Next: add in the whole milk, cream, your selection of spices (I used nutmeg, cinnamon and vanilla, but you could also add allspice or other holiday spices, be sure to taste while doing this and find a flavor profile that you like) as well as adding your alcohol (to the whole mixture which made about 2 quarts i used 10 oz of 80 proof, again this is a kind of to taste preference). Let that mixture fully homogenize and then empty it into a large bowl.

Next, whip the eggs whites with about a table soon or two of sugar, whip until they form "stiff peaks". then "fold" that into the mixture you previously separated into a large bowl. by "fold", it's pretty much just gently pouring the second mixture into the first, and mixing slowly.

[Optional] This is where my recipe will deviate from others. After I completed these steps, the eggnog wasn't quite thick enough for my liking, so i put it over heat, at a very low simmer temperature and let the whole concoction heat until it hits 160 degrees F. Then, I quickly take it off heat and let it cool. Leave it to cool uncovered in the fridge over night. in the morning there will likely be a congealed layer of fat on top of the eggnog, Separate this off and then run the eggnog through a fine strainer to get out any unappetizing chunks. I then grated fresh nutmeg and cinnamon on top before it served it.
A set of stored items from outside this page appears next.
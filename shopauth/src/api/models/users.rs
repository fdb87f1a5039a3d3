use crate::db::models::users::UserDBResponse;
use crate::types::UserId;
use chrono::{DateTime, Utc};
use serde::{Deserialize, Serialize};
use std::{fmt, str::FromStr};

/// Shop roles. `FruitGuy` and `VegetableGuy` manage their own category and may only read the other.
#[derive(Debug, Clone, Copy, PartialEq, Eq, Hash, PartialOrd, Ord, Serialize, Deserialize, sqlx::Type)]
#[sqlx(type_name = "user_role")]
pub enum Role {
    Admin,
    FruitGuy,
    VegetableGuy,
}

impl Role {
    pub const ALL: [Role; 3] = [Role::Admin, Role::FruitGuy, Role::VegetableGuy];

    pub fn as_str(&self) -> &'static str {
        match self {
            Role::Admin => "Admin",
            Role::FruitGuy => "FruitGuy",
            Role::VegetableGuy => "VegetableGuy",
        }
    }
}

impl fmt::Display for Role {
    fn fmt(&self, f: &mut fmt::Formatter<'_>) -> fmt::Result {
        f.write_str(self.as_str())
    }
}

impl FromStr for Role {
    type Err = String;

    fn from_str(s: &str) -> Result<Self, Self::Err> {
        Role::ALL
            .into_iter()
            .find(|role| role.as_str() == s)
            .ok_or_else(|| format!("role must be one of: {}", Role::ALL.map(|r| r.as_str()).join(", ")))
    }
}

/// Sanitized user returned by the API. Never carries the password hash.
#[derive(Debug, Clone, Serialize, Deserialize)]
#[serde(rename_all = "camelCase")]
pub struct UserResponse {
    pub id: UserId,
    pub email: String,
    pub role: Role,
    pub created_at: DateTime<Utc>,
    pub updated_at: DateTime<Utc>,
}

impl From<UserDBResponse> for UserResponse {
    fn from(db: UserDBResponse) -> Self {
        Self {
            id: db.id,
            email: db.email,
            role: db.role,
            created_at: db.created_at,
            updated_at: db.updated_at,
        }
    }
}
That's it!

Scott's note: For full potency, add the alcohol AFTER the heating stage.

Recipe courtesy Peter Nelson.

Joy to the Watershed

Joy to the Watershed

This cocktail comes to us from one of our holiday dinners.  A bit like a gimlet, or gin sour, but with that wonderful absinthe rinse for complexity.
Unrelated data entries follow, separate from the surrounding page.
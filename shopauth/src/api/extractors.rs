//! Request extractors that report failures through [`Error`].

use axum::{
    Json,
    extract::{FromRequest, Request, rejection::JsonRejection},
};
use serde::de::DeserializeOwned;
use tracing::debug;

use crate::errors::{Error, FieldError};

const DATA_ERROR_PREFIX: &str = "Failed to deserialize the JSON body into the target type: ";

/// `Json<T>`, except that a missing content type, malformed JSON or a field of the wrong type
/// becomes a 400 [`Error::Validation`] instead of axum's plain-text rejection.
#[derive(Debug, Clone, Copy, Default)]
pub struct JsonBody<T>(pub T);

impl<T, S> FromRequest<S> for JsonBody<T>
where
    T: DeserializeOwned,
    S: Send + Sync,
{
    type Rejection = Error;

    async fn from_request(req: Request, state: &S) -> Result<Self, Self::Rejection> {
        match Json::<T>::from_request(req, state).await {
            Ok(Json(value)) => Ok(JsonBody(value)),
            Err(rejection) => {
                debug!(status = %rejection.status(), "Rejected JSON body: {}", rejection.body_text());
                Err(rejection_to_error(&rejection))
            }
        }
    }
}

fn rejection_to_error(rejection: &JsonRejection) -> Error {
    let field_error = match rejection {
        JsonRejection::JsonDataError(e) => data_error_field(&e.body_text()),
        JsonRejection::JsonSyntaxError(_) => FieldError::new("body", "Request body is not valid JSON"),
        JsonRejection::MissingJsonContentType(_) => FieldError::new("body", "Expected Content-Type: application/json"),
        _ => {
            return Error::BadRequest {
                message: "Failed to read request body".to_string(),
            };
        }
    };

    Error::Validation {
        errors: vec![field_error],
    }
}

/// Pull the offending field out of a deserialization message such as
/// `email: invalid type: null, expected a string at line 1 column 13`.
fn data_error_field(body_text: &str) -> FieldError {
    let detail = body_text.strip_prefix(DATA_ERROR_PREFIX).unwrap_or(body_text);

    match detail.split_once(": ") {
        Some((path, message))
            if !path.is_empty() && path.chars().all(|c| c.is_ascii_alphanumeric() || matches!(c, '_' | '.' | '[' | ']')) =>
        {
            FieldError::new(path, message)
        }
        _ => FieldError::new("body", detail),
    }
}

#[cfg(test)]
mod tests {
    use super::*;

    #[test]
    fn test_data_error_names_the_field() {
        let field = data_error_field(
            "Failed to deserialize the JSON body into the target type: role: invalid type: integer `7`, expected a string at line 1 column 9",
        );
        assert_eq!(field.field, "role");
        assert!(field.message.starts_with("invalid type: integer `7`"));
    }

    #[test]
    fn test_data_error_without_path_reports_body() {
        let field = data_error_field(
            "Failed to deserialize the JSON body into the target type: invalid type: sequence, expected struct LoginRequest at line 1 column 0",
        );
        assert_eq!(field.field, "body");
        assert!(field.message.starts_with("invalid type: sequence"));
    }
}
1 oz Catoctin Creek Watershed Gin
1 oz Lillet Blanc
1 oz Cointreau
1 oz lime juice
Absinthe rinse

Combine ingredients and serve in a martini glass that has been rinsed with absinthe. Lime twist garnish.

The Catoctin Jingle

Catoctin Jingle

This cocktail comes to us from one of our holiday dinners.  The ingredients magically blend into something delightful, light and unexpected!

2 oz Catoctin Creek Apple Brandy
1 oz pineapple juice
½ oz lime juice
½ oz simple syrup
Prosecco
Nutmeg

Combine ingredients and serve in a punch glass.  Top with Prosecco, and grate some fresh nutmeg over the top, garnish with apple slices.

Up on the Roundstone

Up on the Roundstone

This cocktail comes to us from one of our holiday dinners.  A delicious take on a Vieux Carre.

¾ oz Catoctin Creek 92 Proof
¾ Catoctin Creek 1757 Brandy
¾ oz Mount Defiance Sweet Vermouth
1 tsp Benedictine
1 dash Angostura bitters
1 dash Peychauds bitters

Combine ingredients and serve in a rocks glass with a luxardo cherry garnish.

Cranberry Old Fashioned

A simple, but pleasing cocktail, especially as an apertivo.

2½ oz Catoctin Creek Roundstone Rye
½ oz rosemary simple syrup
2 dashes cranberry bitters

Combine all in a glass with a big ice cube.  Garnish with lemon peel.

Nod to the Nog

Nod to the Nog

This cocktail is one of our feature cocktails for December, and is an eggless egg nog created by our brand ambassador, Peter Nelson.  For those who don't wish to have raw egg in their drink–either due to allergy or health concerns–this cocktail makes a nice substitute.

3 cups milk
1 cup heavy whipping cream
2 Tbsp condensed milk
4-8 oz of Roundstone Rye, more or less to taste
Grated nutmeg for garnish

Add all the ingredients except whisky to the blender; blend until well mixed and frothy. Chill in the refrigerator for at least one hour. When ready to serve, stir in the whisky and re-blend if desired to achieve extra froth. Garnish with a sprinkle of nutmeg.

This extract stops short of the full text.